#### EXERCISE GOAL
Print the lines that run from the line with "use crate::role::ROLES;" to the line with "the last one.", keeping both end lines, exactly as they appear in the entries below, and nothing else.

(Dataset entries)

↓↓↓

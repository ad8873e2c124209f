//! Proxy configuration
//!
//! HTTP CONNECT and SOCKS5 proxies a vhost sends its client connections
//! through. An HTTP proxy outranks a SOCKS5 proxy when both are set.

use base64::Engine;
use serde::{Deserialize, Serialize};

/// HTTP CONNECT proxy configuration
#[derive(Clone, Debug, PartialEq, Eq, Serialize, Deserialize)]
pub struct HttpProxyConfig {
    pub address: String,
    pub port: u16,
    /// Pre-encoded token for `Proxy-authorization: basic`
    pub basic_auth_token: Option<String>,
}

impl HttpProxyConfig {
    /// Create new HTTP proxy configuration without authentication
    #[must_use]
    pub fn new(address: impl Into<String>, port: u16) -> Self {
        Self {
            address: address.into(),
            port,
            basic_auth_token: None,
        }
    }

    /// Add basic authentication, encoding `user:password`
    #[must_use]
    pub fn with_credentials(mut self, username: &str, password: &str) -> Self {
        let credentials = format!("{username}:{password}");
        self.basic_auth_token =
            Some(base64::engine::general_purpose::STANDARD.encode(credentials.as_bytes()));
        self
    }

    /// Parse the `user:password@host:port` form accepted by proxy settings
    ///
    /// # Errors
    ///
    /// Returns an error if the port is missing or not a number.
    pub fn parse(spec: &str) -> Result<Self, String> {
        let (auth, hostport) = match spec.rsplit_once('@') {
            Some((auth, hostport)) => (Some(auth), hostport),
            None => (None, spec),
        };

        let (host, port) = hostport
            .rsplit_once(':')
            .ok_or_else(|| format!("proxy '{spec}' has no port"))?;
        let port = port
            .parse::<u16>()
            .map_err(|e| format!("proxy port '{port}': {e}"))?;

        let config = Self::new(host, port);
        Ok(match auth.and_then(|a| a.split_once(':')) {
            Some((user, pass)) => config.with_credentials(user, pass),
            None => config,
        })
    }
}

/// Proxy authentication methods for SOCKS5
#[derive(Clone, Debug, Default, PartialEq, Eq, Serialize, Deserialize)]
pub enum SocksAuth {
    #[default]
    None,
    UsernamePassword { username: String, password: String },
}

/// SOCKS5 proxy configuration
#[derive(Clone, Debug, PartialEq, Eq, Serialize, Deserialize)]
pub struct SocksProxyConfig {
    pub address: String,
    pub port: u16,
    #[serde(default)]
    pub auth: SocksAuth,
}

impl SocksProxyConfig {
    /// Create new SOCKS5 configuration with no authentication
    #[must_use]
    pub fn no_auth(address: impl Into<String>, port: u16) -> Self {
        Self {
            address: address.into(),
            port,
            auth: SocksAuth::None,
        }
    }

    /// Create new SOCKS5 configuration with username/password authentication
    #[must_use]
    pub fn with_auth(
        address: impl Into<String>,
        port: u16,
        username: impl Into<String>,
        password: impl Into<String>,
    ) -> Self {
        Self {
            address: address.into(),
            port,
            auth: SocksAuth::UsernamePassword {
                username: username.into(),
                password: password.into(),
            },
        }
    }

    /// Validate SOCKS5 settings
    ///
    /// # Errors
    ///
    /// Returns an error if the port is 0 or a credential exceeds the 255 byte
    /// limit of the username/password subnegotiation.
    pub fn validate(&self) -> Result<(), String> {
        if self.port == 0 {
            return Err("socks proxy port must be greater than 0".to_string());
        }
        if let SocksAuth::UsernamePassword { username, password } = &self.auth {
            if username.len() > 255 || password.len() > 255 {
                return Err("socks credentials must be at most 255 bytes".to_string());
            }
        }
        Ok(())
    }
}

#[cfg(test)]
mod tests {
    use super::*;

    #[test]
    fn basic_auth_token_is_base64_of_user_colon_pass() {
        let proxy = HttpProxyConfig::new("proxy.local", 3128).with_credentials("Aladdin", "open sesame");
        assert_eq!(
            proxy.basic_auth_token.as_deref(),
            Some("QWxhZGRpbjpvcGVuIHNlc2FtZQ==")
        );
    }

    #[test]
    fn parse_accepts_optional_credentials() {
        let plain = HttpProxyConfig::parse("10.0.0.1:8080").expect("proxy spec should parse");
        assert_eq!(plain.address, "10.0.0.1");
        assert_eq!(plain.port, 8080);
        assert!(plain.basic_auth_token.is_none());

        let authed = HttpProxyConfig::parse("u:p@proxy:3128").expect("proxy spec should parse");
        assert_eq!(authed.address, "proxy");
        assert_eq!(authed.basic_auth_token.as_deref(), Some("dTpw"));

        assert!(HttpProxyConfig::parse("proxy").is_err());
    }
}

↑↑↑
↓↓↓

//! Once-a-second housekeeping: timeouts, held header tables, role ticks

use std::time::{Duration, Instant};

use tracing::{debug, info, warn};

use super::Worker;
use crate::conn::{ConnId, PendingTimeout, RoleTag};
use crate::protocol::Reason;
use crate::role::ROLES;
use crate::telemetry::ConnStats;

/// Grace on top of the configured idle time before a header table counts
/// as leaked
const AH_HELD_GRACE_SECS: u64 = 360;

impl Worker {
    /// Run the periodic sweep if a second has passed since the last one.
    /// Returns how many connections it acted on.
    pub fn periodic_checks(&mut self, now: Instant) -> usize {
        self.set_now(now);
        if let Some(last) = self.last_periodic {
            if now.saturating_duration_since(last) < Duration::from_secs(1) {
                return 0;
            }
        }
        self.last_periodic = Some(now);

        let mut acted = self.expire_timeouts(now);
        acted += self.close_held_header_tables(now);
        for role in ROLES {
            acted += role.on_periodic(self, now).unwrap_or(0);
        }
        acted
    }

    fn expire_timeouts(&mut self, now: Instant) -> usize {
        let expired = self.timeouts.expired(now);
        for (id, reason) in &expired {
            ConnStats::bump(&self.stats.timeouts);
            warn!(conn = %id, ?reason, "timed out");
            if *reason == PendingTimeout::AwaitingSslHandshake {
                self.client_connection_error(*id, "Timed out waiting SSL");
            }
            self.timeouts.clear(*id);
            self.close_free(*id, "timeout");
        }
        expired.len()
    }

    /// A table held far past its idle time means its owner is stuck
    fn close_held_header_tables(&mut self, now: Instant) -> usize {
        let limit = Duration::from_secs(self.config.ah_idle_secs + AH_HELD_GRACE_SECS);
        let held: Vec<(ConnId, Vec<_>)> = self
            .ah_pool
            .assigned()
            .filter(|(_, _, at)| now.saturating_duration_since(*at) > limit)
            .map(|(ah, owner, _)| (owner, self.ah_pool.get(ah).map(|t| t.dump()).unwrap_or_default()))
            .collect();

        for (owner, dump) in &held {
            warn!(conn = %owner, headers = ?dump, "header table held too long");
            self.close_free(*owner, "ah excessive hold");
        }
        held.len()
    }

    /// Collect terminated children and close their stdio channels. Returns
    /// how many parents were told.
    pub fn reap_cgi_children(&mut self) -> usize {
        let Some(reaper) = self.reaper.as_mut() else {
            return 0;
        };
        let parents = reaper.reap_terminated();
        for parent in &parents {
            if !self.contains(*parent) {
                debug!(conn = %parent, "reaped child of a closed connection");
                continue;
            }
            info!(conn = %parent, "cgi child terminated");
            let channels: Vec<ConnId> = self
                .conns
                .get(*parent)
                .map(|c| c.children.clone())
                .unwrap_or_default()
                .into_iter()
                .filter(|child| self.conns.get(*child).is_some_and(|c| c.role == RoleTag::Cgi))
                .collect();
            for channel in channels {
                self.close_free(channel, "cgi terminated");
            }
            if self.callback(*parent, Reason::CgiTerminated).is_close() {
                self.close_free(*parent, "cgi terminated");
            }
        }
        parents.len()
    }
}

↑↑↑

#### SOLUTION FOR THIS TASK
use crate::role::ROLES;
use crate::telemetry::ConnStats;

/// Grace on top of the configured idle time before a header table counts
/// as leaked
const AH_HELD_GRACE_SECS: u64 = 360;

impl Worker {
    /// Run the periodic sweep if a second has passed since the last one.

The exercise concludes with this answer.